Thanks for the idea, Luca—it’s a really good one.
And it would beat his family on all points.
And keep Ben safe with his mother.
His eyes went to the boy. He was still asleep, lolling against his mother.
He met her eyes. They were huge, strained.
‘Thank you,’ she said, her voice low and tight.
She felt as if she was falling. Falling very far, into a deep, bottomless pit. All she had to cling to was Ben. And it was imperative she did. Imperative she keep hold of him, never, ever to loosen her hold on him—because otherwise he would fall away from her and be lost for ever.
Fear shot through her like a grid of hot wires in her veins. Over and over again the horror of what had happened in the palace, when she had realised she had been locked in that room, when she had realised that it could mean only one thing, still drenched through her.
Her eyes went to the man standing beside her in the chill, stone-built church, his expression drawn and shuttered.
Trust me, he had said.
I give you my word, he had said.
Could she trust him? Was he really rescuing her? Or simply tricking her again?
But how could he be tricking her? He was prepared to do something that would change his life for ever. Something so drastic that it made her feel faint with the enormity of it. He had disobeyed his father, knocked his own brother out cold so he could rescue her, so he could get Ben and her away to freedom…safety.
Safety with him.
He’s doing it for Ben. Because he knows it would be unspeakably cruel for him to lose me. And that was why she’d do it too. For Ben.
Nothing else mattered.
The priest was starting to speak. The dimly lit, tiny whitewashed church, scarcely more than a chapel, was in a small village somewhere in the hills. She had no idea where. There had been a low-voiced, urgent conversation in the car between the Prince and his bodyguard, who was, so it seemed, not merely loyal enough to his employer to have stood by him, but also possessed of a great-uncle who was a priest.
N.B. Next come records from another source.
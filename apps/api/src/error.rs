use axum::Json;
use axum::http::StatusCode;
use axum::response::{IntoResponse, Response};
use serde::Serialize;
use tasklane_core::AppError;

/// API error payload.
#[derive(Debug, Serialize)]
pub struct ErrorResponse {
    message: String,
}

/// HTTP API error wrapper around core application errors.
#[derive(Debug)]
pub struct ApiError(pub AppError);

impl From<AppError> for ApiError {
    fn from(value: AppError) -> Self {
        Self(value)
    }
}

impl ApiError {
    fn status(&self) -> StatusCode {
        match self.0 {
            AppError::Validation(_) => StatusCode::BAD_REQUEST,
            AppError::NotFound(_) => StatusCode::NOT_FOUND,
            AppError::Conflict(_) => StatusCode::CONFLICT,
            AppError::Unauthorized(_) => StatusCode::UNAUTHORIZED,
            AppError::Forbidden(_) => StatusCode::FORBIDDEN,
            AppError::Internal(_) => StatusCode::INTERNAL_SERVER_ERROR,
        }
    }
}

impl IntoResponse for ApiError {
    fn into_response(self) -> Response {
        let status = self.status();
        if status == StatusCode::INTERNAL_SERVER_ERROR {
            tracing::error!(error = %self.0, "request failed");
        }

        let payload = Json(ErrorResponse {
            message: self.0.to_string(),
        });

        (status, payload).into_response()
    }
}

/// Standard API result type.
pub type ApiResult<T> = Result<T, ApiError>;

#[cfg(test)]
mod tests {
    use axum::http::StatusCode;
    use axum::response::IntoResponse;
    use tasklane_core::AppError;

    use super::ApiError;

    #[test]
    fn application_errors_map_to_http_statuses() {
        let cases = [
            (AppError::Validation("bad".to_owned()), StatusCode::BAD_REQUEST),
            (AppError::NotFound("gone".to_owned()), StatusCode::NOT_FOUND),
            (AppError::Conflict("taken".to_owned()), StatusCode::CONFLICT),
            (
                AppError::Unauthorized("who".to_owned()),
                StatusCode::UNAUTHORIZED,
            ),
            (AppError::Forbidden("no".to_owned()), StatusCode::FORBIDDEN),
            (
                AppError::Internal("boom".to_owned()),
                StatusCode::INTERNAL_SERVER_ERROR,
            ),
        ];

        for (error, status) in cases {
            assert_eq!(ApiError(error).into_response().status(), status);
        }
    }
}
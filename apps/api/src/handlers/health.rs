use axum::Json;

use crate::dto::HealthResponse;

pub async fn health_handler() -> Json<HealthResponse> {
    Json(HealthResponse { status: "ok" })
}
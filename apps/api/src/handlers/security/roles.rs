use super::*;

pub async fn list_roles_handler(
    State(state): State<AppState>,
    Extension(actor): Extension<RequestActor>,
    Path(organization_id): Path<OrganizationId>,
) -> ApiResult<Json<Vec<RoleResponse>>> {
    let actor = actor.identity(organization_id)?;
    let roles = state
        .security_admin_service
        .list_roles(&actor)
        .await?
        .into_iter()
        .map(RoleResponse::from)
        .collect();

    Ok(Json(roles))
}

pub async fn create_role_handler(
    State(state): State<AppState>,
    Extension(actor): Extension<RequestActor>,
    Path(organization_id): Path<OrganizationId>,
    Json(payload): Json<CreateRoleRequest>,
) -> ApiResult<(StatusCode, Json<RoleResponse>)> {
    let actor = actor.identity(organization_id)?;
    let role = state
        .security_admin_service
        .create_role(&actor, payload.try_into()?)
        .await?;

    Ok((StatusCode::CREATED, Json(RoleResponse::from(role))))
}

pub async fn duplicate_role_handler(
    State(state): State<AppState>,
    Extension(actor): Extension<RequestActor>,
    Path((organization_id, role_id)): Path<(OrganizationId, RoleId)>,
    Json(payload): Json<DuplicateRoleRequest>,
) -> ApiResult<(StatusCode, Json<RoleResponse>)> {
    let actor = actor.identity(organization_id)?;
    let role = state
        .security_admin_service
        .duplicate_role(&actor, role_id, payload.into())
        .await?;

    Ok((StatusCode::CREATED, Json(RoleResponse::from(role))))
}

pub async fn update_role_handler(
    State(state): State<AppState>,
    Extension(actor): Extension<RequestActor>,
    Path((organization_id, role_id)): Path<(OrganizationId, RoleId)>,
    Json(payload): Json<UpdateRoleRequest>,
) -> ApiResult<Json<RoleResponse>> {
    let actor = actor.identity(organization_id)?;
    let role = state
        .security_admin_service
        .update_role(&actor, role_id, payload.into())
        .await?;

    Ok(Json(RoleResponse::from(role)))
}

pub async fn delete_role_handler(
    State(state): State<AppState>,
    Extension(actor): Extension<RequestActor>,
    Path((organization_id, role_id)): Path<(OrganizationId, RoleId)>,
) -> ApiResult<StatusCode> {
    let actor = actor.identity(organization_id)?;
    state
        .security_admin_service
        .delete_role(&actor, role_id)
        .await?;

    Ok(StatusCode::NO_CONTENT)
}

pub async fn add_role_permission_handler(
    State(state): State<AppState>,
    Extension(actor): Extension<RequestActor>,
    Path((organization_id, role_id)): Path<(OrganizationId, RoleId)>,
    Json(payload): Json<RoleGrantRequest>,
) -> ApiResult<(StatusCode, Json<RoleResponse>)> {
    let actor = actor.identity(organization_id)?;
    let role = state
        .security_admin_service
        .add_role_permission(&actor, role_id, payload.try_into()?)
        .await?;

    Ok((StatusCode::CREATED, Json(RoleResponse::from(role))))
}

pub async fn remove_role_permission_handler(
    State(state): State<AppState>,
    Extension(actor): Extension<RequestActor>,
    Path((organization_id, role_id, permission)): Path<(OrganizationId, RoleId, String)>,
) -> ApiResult<Json<RoleResponse>> {
    let actor = actor.identity(organization_id)?;
    let permission = Permission::from_transport(permission.as_str())?;
    let role = state
        .security_admin_service
        .remove_role_permission(&actor, role_id, permission)
        .await?;

    Ok(Json(RoleResponse::from(role)))
}

pub async fn assign_role_handler(
    State(state): State<AppState>,
    Extension(actor): Extension<RequestActor>,
    Path((organization_id, user_id)): Path<(OrganizationId, UserId)>,
    Json(payload): Json<AssignRoleRequest>,
) -> ApiResult<Json<MembershipResponse>> {
    let actor = actor.identity(organization_id)?;
    let membership = state
        .security_admin_service
        .assign_role(&actor, user_id, payload.role_id)
        .await?;

    Ok(Json(MembershipResponse::from(membership)))
}

/// Seeds the system roles of an organization; requires organization update rights.
pub async fn bootstrap_roles_handler(
    State(state): State<AppState>,
    Extension(actor): Extension<RequestActor>,
    Path(organization_id): Path<OrganizationId>,
) -> ApiResult<Json<Vec<RoleResponse>>> {
    let actor = actor.identity(organization_id)?;
    state
        .authorization_service
        .require_permission(
            &actor,
            Action::Update,
            &ResourceInstance::organization(organization_id, true).into(),
        )
        .await?;

    let created = state
        .role_bootstrap_service
        .ensure_default_roles(organization_id)
        .await?
        .into_iter()
        .map(RoleResponse::from)
        .collect();

    Ok(Json(created))
}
A frail, elderly man, he stood before them now, clasping their hands together with his and intoning words she did not understand, but which, she knew, were binding her in holy matrimony
to the man at her side.
She went on falling.
It was done. Ben and his mother were safe. Relief sluiced through Rico. As he thanked the priest, mentally vowing that he would take every measure to avoid the man getting into the slightest trouble over what he had done, and thanked the housekeeper who had been the witness to the ceremony along with Gianni, Rico knew that there was one more thing to be done.
He ushered Ben and his mother back into the car. Gianni slid into the driver’s seat. He knew where to go, what to do.
‘I’m hungry,’ announced Ben. He had woken up, stood beside Gianni during the brief, hurried ceremony, passively accepting, as children did, without comprehension, what was happening to the grown-ups around him.
‘We’ll have some food soon—very soon, I promise,’ Rico said, ruffling his hair. It was still not quite dark, but they had a way to drive. He would have preferred to fly, but that was out. There was no way he could take a helicopter up without air traffic control knowing about it. But they would head cross country, by obscure routes if they could.